→ **WORK TO COMPLETE**: Using the data below, tally the lines that include the string "name". Only the number is wanted.

Dataset entries:
use std::ops::{AddAssign, MulAssign};

use lorenz_diffeq::state::Integrable;
use serde::{Deserialize, Serialize};

use crate::errors::{LorenzErrors, ParameterIssue};

/// A point (x, y, z) in the phase space of the Lorenz system.
#[derive(Clone, Copy, Debug, Default, PartialEq, Serialize, Deserialize)]
pub struct State {
    pub x: f64,
    pub y: f64,
    pub z: f64,
}

impl State {
    /// Default initial point of system A and system B.
    pub const INITIAL: Self = Self {
        x: 1.0,
        y: 1.0,
        z: 1.0,
    };

    pub fn new(x: f64, y: f64, z: f64) -> Self {
        Self { x, y, z }
    }

    pub fn norm(&self) -> f64 {
        (self.x * self.x + self.y * self.y + self.z * self.z).sqrt()
    }

    pub fn distance(&self, other: &Self) -> f64 {
        State::new(self.x - other.x, self.y - other.y, self.z - other.z).norm()
    }

    /// Rejects initial points with NaN or infinite components.
    pub fn validate(&self) -> Result<(), LorenzErrors> {
        for (name, value) in [("initial.x", self.x), ("initial.y", self.y), ("initial.z", self.z)] {
            if !value.is_finite() {
                return Err(LorenzErrors::InvalidParameter {
                    name,
                    value,
                    reason: ParameterIssue::NotFinite,
                });
            }
        }
        Ok(())
    }
}

impl From<[f64; 3]> for State {
    fn from(value: [f64; 3]) -> Self {
        Self::new(value[0], value[1], value[2])
    }
}

impl AddAssign<&Self> for State {
    fn add_assign(&mut self, rhs: &Self) {
        self.x += rhs.x;
        self.y += rhs.y;
        self.z += rhs.z;
    }
}

impl MulAssign<f64> for State {
    fn mul_assign(&mut self, rhs: f64) {
        self.x *= rhs;
        self.y *= rhs;
        self.z *= rhs;
    }
}

impl Integrable for State {
    fn is_finite(&self) -> bool {
        self.x.is_finite() && self.y.is_finite() && self.z.is_finite()
    }
}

→ **EXERCISE RESPONSE**: 2